Audemard, J.; Creusot, N.; Leloup, J.; Duval, C.; Halary, S.; Mary, L.; Eon, M.; Forjonel, T.; Mouffok, M.; Puppo, R.; Belmonte, E.; Gautier, V.; Got, J.; Lefebvre, M.; Markov, G. V.; Muller, C.; Marie, B.; Dieme, B.; Frioux, C.

2026-03-23 systems biology
10.64898/2026.03.18.712574 bioRxiv
Show abstract

Favoured by global changes, freshwater cyanobacterial harmful blooms generate major ecological, economical and public health challenges. Microcystis, one of the most widespread cyanobacterial genera, grows within a phycosphere where specialised interactions with its microbiome occur, and are suspected to influence bloom appearance and its potential toxicity.

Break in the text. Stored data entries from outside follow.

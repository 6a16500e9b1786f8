//! Analysis engine - runs the single-URL pipeline

use super::contacts::extract_contacts;
use super::scoring::LeadThresholds;
use super::signals::{evaluate, SignalContext};
use crate::fetcher::{fetch_with_fallback, normalize_url, FetchOutcome, PageFetcher};
use crate::markup::{self, MarkupView};
use crate::{AnalysisResult, AnalysisStatus, Signal};
use chrono::{Datelike, Local, NaiveDateTime};
use serde::{Deserialize, Serialize};
use std::collections::BTreeSet;
use url::Url;

/// Longest business name kept from a page title
pub const MAX_BUSINESS_NAME_CHARS: usize = 100;

/// How much of the page the analyzer looks at
#[derive(Debug, Clone, Copy, PartialEq, Eq, Default, Serialize, Deserialize)]
#[serde(rename_all = "lowercase")]
pub enum AnalysisMode {
    /// Status check and broken-image probes included
    #[default]
    Full,
    /// Markup and text only
    Lite,
}

/// Per-run knobs for [`SiteAnalyzer`]
#[derive(Debug, Clone, PartialEq, Eq)]
pub struct AnalyzerOptions {
    pub mode: AnalysisMode,
    pub max_image_probes: usize,
    pub thresholds: LeadThresholds,
    /// Signals that are never evaluated
    pub disabled: BTreeSet<Signal>,
}

impl Default for AnalyzerOptions {
    fn default() -> Self {
        Self {
            mode: AnalysisMode::Full,
            max_image_probes: 5,
            thresholds: LeadThresholds::default(),
            disabled: BTreeSet::new(),
        }
    }
}

impl AnalyzerOptions {
    pub fn is_enabled(&self, signal: Signal) -> bool {
        !self.disabled.contains(&signal)
    }
}

/// Scores one site at a time through a [`PageFetcher`]
pub struct SiteAnalyzer<F: PageFetcher> {
    fetcher: F,
    options: AnalyzerOptions,
}

impl<F: PageFetcher> SiteAnalyzer<F> {
    pub fn new(fetcher: F, options: AnalyzerOptions) -> Self {
        Self { fetcher, options }
    }

    pub fn fetcher(&self) -> &F {
        &self.fetcher
    }

    /// Fetch and score `raw_input`. Never fails: an unreachable site comes
    /// back as an error record.
    pub fn analyze(&self, raw_input: &str) -> AnalysisResult {
        let now = Local::now().naive_local();
        let url = normalize_url(raw_input);
        log::info!("Analyzing: {}", url);

        match fetch_with_fallback(&self.fetcher, raw_input) {
            Ok(outcome) => self.analyze_page(&outcome, now),
            Err(err) => {
                log::warn!("{} not accessible: {}", url, err);
                AnalysisResult::error(url, format!("Site not accessible: {}", err), now)
            }
        }
    }

    /// Score an already fetched page. Deterministic apart from image probes.
    pub fn analyze_page(&self, outcome: &FetchOutcome, now: NaiveDateTime) -> AnalysisResult {
        let view = markup::extract(&outcome.page.body);
        let contacts = extract_contacts(&view.text_content);

        let (http_status, broken_images) = match self.options.mode {
            AnalysisMode::Full => {
                let broken = if self.options.is_enabled(Signal::BrokenImages) {
                    Some(self.count_broken_images(&outcome.url, &view))
                } else {
                    None
                };
                (Some(outcome.page.status), broken)
            }
            AnalysisMode::Lite => (None, None),
        };

        let ctx = SignalContext {
            markup: &view,
            url: &outcome.url,
            https_fallback: outcome.https_fallback,
            http_status,
            contacts: &contacts,
            broken_images,
            current_year: now.year(),
        };
        let evaluation = evaluate(&ctx, |signal| self.options.is_enabled(signal));
        let class = self.options.thresholds.classify(evaluation.score);

        AnalysisResult {
            url: outcome.url.clone(),
            business_name: business_name(&view),
            quality_score: evaluation.score,
            issues: evaluation.issues(),
            needs_redesign: class.needs_redesign,
            is_hot_lead: class.is_hot_lead,
            phone: contacts.phone,
            email: contacts.email,
            status: AnalysisStatus::Analyzed,
            analysis_date: now,
        }
    }

    /// Probe the sources among the first few `<img>` elements, one at a time.
    /// Elements without a `src` still use up a slot. A 404, a failed probe or
    /// an unresolvable `src` all count as broken.
    fn count_broken_images(&self, page_url: &str, view: &MarkupView) -> usize {
        let base = Url::parse(page_url).ok();

        view.images
            .iter()
            .take(self.options.max_image_probes)
            .flatten()
            .filter(|src| {
                let Some(resolved) = base.as_ref().and_then(|b| b.join(src).ok()) else {
                    log::debug!("cannot resolve image {} against {}", src, page_url);
                    return true;
                };
                match self.fetcher.probe(resolved.as_str()) {
                    Ok(404) => {
                        log::debug!("broken image {}", resolved);
                        true
                    }
                    Ok(_) => false,
                    Err(err) => {
                        log::debug!("image probe {} failed: {}", resolved, err);
                        true
                    }
                }
            })
            .count()
    }
}

/// Stripped title cut to [`MAX_BUSINESS_NAME_CHARS`], else the first heading
fn business_name(view: &MarkupView) -> String {
    let title = view.title.trim();
    if !title.is_empty() {
        return title.chars().take(MAX_BUSINESS_NAME_CHARS).collect();
    }
    view.heading.trim().to_string()
}


#[cfg(test)]
mod proptest_tests {
    use super::*;
    use crate::fetcher::fake::FakeFetcher;
    use crate::fetcher::FetchedPage;
    use proptest::prelude::*;

    proptest! {
        #![proptest_config(ProptestConfig::with_cases(200))]

        #[test]
        fn records_respect_invariants(
            ref body in ".{0,300}",
            status in prop::sample::select(vec![200u16, 204, 404, 500]),
            https in any::<bool>(),
        ) {
            let analyzer = SiteAnalyzer::new(FakeFetcher::new(), AnalyzerOptions::default());
            let url = if https { "https://acme.test" } else { "http://acme.test" };
            let page = FetchOutcome {
                url: url.to_string(),
                page: FetchedPage { status, body: body.clone() },
                https_fallback: false,
            };
            let r = analyzer.analyze_page(&page, Local::now().naive_local());
            prop_assert!(r.quality_score <= 100);
            prop_assert!(!r.is_hot_lead || r.needs_redesign);
            prop_assert!(r.url.starts_with("http://") || r.url.starts_with("https://"));
            prop_assert_eq!(
                r.issues.iter().any(|i| i == "No contact info found"),
                r.phone.is_empty() && r.email.is_empty()
            );
        }
    }
}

Using a combination of metagenomic, metabolomic and metabolic modelling, we characterised the phycospheres of twelve Microcystis strains isolated from a French pond. The distribution of metabolic reactions within Microcystis was consistent with their genospecies, whereas the metabolic landscape at the community level diverged from cyanobacterial phylogeny indicating functional decoupling between cyanobacteria and their associated microbiomes. Phycosphere-associated bacteria substantially expand the metabolic repertoire of the system, while maintaining functional redundancy within and across communities. On the other hand, metabolomic profiles were largely driven by cyanobacterial metabolic outputs. Metabolic modelling, together with the identification of toxic specialised metabolites produced by specific biosynthetic gene clusters, further highlighted differences in metabolic potential among phycospheres. Together, these findings deepen the understanding of Microcystis phycosphere functioning, demonstrate the value of multi-omics systems biology approaches, and underscore the ecological relevance of interspecies and inter-phycosphere metabolic interactions as a structuring process in bloom-associated microbiomes.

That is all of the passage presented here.